> [The problem]
Please quote exactly the lines below from the line containing "2. Otherwise the" to the line containing "missing or malformed.", both lines included, and nothing else.

(Source data)
__________

//! Wallet keystore for the TaskLedger client.
//!
//! This module handles Ed25519 keypair generation, storage, and write
//! authorization. Keys are stored in the wallet directory (`~/.taskledger/`
//! by default):
//!
//! - `key.priv`: Raw 32-byte Ed25519 seed (file mode 0600)
//! - `key.pub`: Base64-encoded public key (file mode 0644)
//!
//! The account address is derived from the verifying key: the first 20
//! bytes of its SHA-256 digest, hex-encoded with a `0x` prefix.
//!
//! # Example
//!
//! ```no_run
//! use taskledger_client::wallet::Wallet;
//! use std::path::Path;
//!
//! // Generate and save a new keypair
//! let wallet = Wallet::generate();
//! wallet.save(Path::new("/home/user/.taskledger")).unwrap();
//!
//! // Load an existing keypair
//! let wallet = Wallet::load(Path::new("/home/user/.taskledger")).unwrap();
//! println!("Account: {}", wallet.address());
//! ```

use std::fs::{self, File};
use std::io::{Read, Write};
use std::path::{Path, PathBuf};

use base64::prelude::*;
use ed25519_dalek::{Signer, SigningKey};
use rand::Rng;
use sha2::{Digest, Sha256};
use thiserror::Error;
use zeroize::Zeroize;

use crate::types::Address;

/// Private key filename.
const PRIVATE_KEY_FILE: &str = "key.priv";

/// Public key filename.
const PUBLIC_KEY_FILE: &str = "key.pub";

/// Length of an Ed25519 seed (private key material).
const SEED_LENGTH: usize = 32;

/// Environment variable name for the private key.
const ENV_PRIVATE_KEY: &str = "TASKLEDGER_PRIVATE_KEY";

/// Indicates where the private key was loaded from.
///
/// Logged at INFO level on session establishment so users can verify which
/// key source is active.
#[derive(Debug, Clone, PartialEq, Eq)]
pub enum KeySource {
    /// Key loaded from the `TASKLEDGER_PRIVATE_KEY` environment variable.
    EnvironmentVariable,
    /// Key loaded from file at the given path.
    File(PathBuf),
}

/// Errors that can occur during wallet operations.
#[derive(Error, Debug)]
pub enum WalletError {
    /// I/O error during key file operations.
    #[error("I/O error: {0}")]
    Io(#[from] std::io::Error),

    /// Invalid key format or length.
    #[error("invalid key: {0}")]
    InvalidKey(String),

    /// Base64 decoding error.
    #[error("base64 decode error: {0}")]
    Base64(#[from] base64::DecodeError),

    /// Environment variable not set or empty.
    #[error("environment variable not set: {0}")]
    EnvVar(String),
}

/// An Ed25519 wallet keypair.
///
/// The wallet is the signing capability behind the client's session: it
/// derives the account address and authorizes write submissions.
#[derive(Debug, Clone)]
pub struct Wallet {
    signing_key: SigningKey,
}

impl Wallet {
    /// Generates a new Ed25519 keypair using the operating system's
    /// cryptographically secure random number generator.
    #[must_use]
    pub fn generate() -> Self {
        let mut seed = [0u8; SEED_LENGTH];
        rand::rng().fill(&mut seed);
        let wallet = Self::from_seed(&seed);
        seed.zeroize();
        wallet
    }

    /// Builds a wallet from a raw 32-byte seed.
    fn from_seed(seed: &[u8; SEED_LENGTH]) -> Self {
        Self {
            signing_key: SigningKey::from_bytes(seed),
        }
    }

    /// Builds a wallet from a base64-encoded seed, zeroizing intermediate
    /// key material on both the success and error paths.
    fn from_seed_base64(encoded: &str) -> Result<Self, WalletError> {
        let mut decoded = BASE64_STANDARD.decode(encoded.trim())?;

        if decoded.len() != SEED_LENGTH {
            let len = decoded.len();
            decoded.zeroize();
            return Err(WalletError::InvalidKey(format!(
                "expected {SEED_LENGTH} bytes, got {len}"
            )));
        }

        let mut seed = [0u8; SEED_LENGTH];
        seed.copy_from_slice(&decoded);
        decoded.zeroize();

        let wallet = Self::from_seed(&seed);
        seed.zeroize();
        Ok(wallet)
    }

    /// Loads a keypair, trying the environment variable first, then the file.
    ///
    /// Key precedence:
    /// 1. If `TASKLEDGER_PRIVATE_KEY` is set, it is used. If its value is
    ///    invalid, an error is returned without falling back to the file.
    /// 2. Otherwise the key is loaded from `{dir}/key.priv`.
    ///
    /// Returns the `Wallet` and the `KeySource` it was loaded from.
    ///
    /// # Errors
    ///
    /// Returns `WalletError` if the env var is set but invalid, or if it is
    /// not set and the file is missing or malformed.
    pub fn load_with_fallback(dir: &Path) -> Result<(Self, KeySource), WalletError> {
        match std::env::var(ENV_PRIVATE_KEY) {
            Ok(value) => {
                if value.trim().is_empty() {
                    return Err(WalletError::EnvVar(ENV_PRIVATE_KEY.to_string()));
                }
                let wallet = Self::from_seed_base64(&value)?;
                Ok((wallet, KeySource::EnvironmentVariable))
            }
            Err(_) => {
                let priv_path = dir.join(PRIVATE_KEY_FILE);
                let wallet = Self::load(dir)?;
                Ok((wallet, KeySource::File(priv_path)))
            }
        }
    }

    /// Loads an existing keypair from a directory.
    ///
    /// Reads the private key from `{dir}/key.priv`, which must contain
    /// exactly 32 bytes (the Ed25519 seed).
    ///
    /// # Errors
    ///
    /// Returns `WalletError` if the key file doesn't exist, cannot be read,
    /// or doesn't contain exactly 32 bytes.
    pub fn load(dir: &Path) -> Result<Self, WalletError> {
        let priv_path = dir.join(PRIVATE_KEY_FILE);

        let mut file = File::open(&priv_path)?;
        let mut seed = [0u8; SEED_LENGTH];
        let bytes_read = file.read(&mut seed)?;

        if bytes_read != SEED_LENGTH {
            seed.zeroize();
            return Err(WalletError::InvalidKey(format!(
                "expected {SEED_LENGTH} bytes, got {bytes_read}"
            )));
        }

        let wallet = Self::from_seed(&seed);
        seed.zeroize();
        Ok(wallet)
    }

    /// Saves the keypair to a directory, creating it if needed.
    ///
    /// Writes `key.priv` (raw seed, mode 0600) and `key.pub` (base64,
    /// mode 0644).
    ///
    /// # Errors
    ///
    /// Returns `WalletError` if the directory cannot be created or the key
    /// files cannot be written.
    pub fn save(&self, dir: &Path) -> Result<(), WalletError> {
        fs::create_dir_all(dir)?;

        let priv_path = dir.join(PRIVATE_KEY_FILE);
        let mut priv_file = File::create(&priv_path)?;
        priv_file.write_all(self.signing_key.to_bytes().as_slice())?;

        // Private key must not be world-readable
        #[cfg(unix)]
        {
            use std::os::unix::fs::PermissionsExt;
            fs::set_permissions(&priv_path, fs::Permissions::from_mode(0o600))?;
        }

        let pub_path = dir.join(PUBLIC_KEY_FILE);
        let mut pub_file = File::create(&pub_path)?;
        pub_file.write_all(self.public_key_base64().as_bytes())?;

        #[cfg(unix)]
        {
            use std::os::unix::fs::PermissionsExt;
            fs::set_permissions(&pub_path, fs::Permissions::from_mode(0o644))?;
        }

        Ok(())
    }

    /// Returns true if a private key file exists in the directory.
    #[must_use]
    pub fn exists(dir: &Path) -> bool {
        dir.join(PRIVATE_KEY_FILE).is_file()
    }

    /// Returns true if key material is available from either source: the
    /// `TASKLEDGER_PRIVATE_KEY` environment variable or a key file in `dir`.
    #[must_use]
    pub fn available(dir: &Path) -> bool {
        std::env::var(ENV_PRIVATE_KEY).is_ok_and(|v| !v.trim().is_empty()) || Self::exists(dir)
    }

    /// Returns the account address controlled by this wallet.
    ///
    /// The address is the first 20 bytes of the SHA-256 digest of the
    /// verifying key, hex-encoded with a `0x` prefix.
    #[must_use]
    pub fn address(&self) -> Address {
        let digest = Sha256::digest(self.signing_key.verifying_key().as_bytes());
        let mut bytes = [0u8; 20];
        bytes.copy_from_slice(&digest[..20]);
        Address::from_bytes(&bytes)
    }

    /// Returns the base64-encoded public key.
    #[must_use]
    pub fn public_key_base64(&self) -> String {
        BASE64_STANDARD.encode(self.signing_key.verifying_key().as_bytes())
    }

    /// Returns the base64-encoded private key seed.
    ///
    /// Used by `taskledger account --export` to move a wallet into CI
    /// secrets; never logged.
    #[must_use]
    pub fn seed_base64(&self) -> String {
        BASE64_STANDARD.encode(self.signing_key.to_bytes())
    }

    /// Signs a message and returns the base64-encoded signature.
    #[must_use]
    pub fn sign(&self, message: &[u8]) -> String {
        let signature = self.signing_key.sign(message);
        BASE64_STANDARD.encode(signature.to_bytes())
    }
}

__________

> [Response to the exercise]
    /// 2. Otherwise the key is loaded from `{dir}/key.priv`.
    ///
    /// Returns the `Wallet` and the `KeySource` it was loaded from.
    ///
    /// # Errors
    ///
    /// Returns `WalletError` if the env var is set but invalid, or if it is
    /// not set and the file is missing or malformed.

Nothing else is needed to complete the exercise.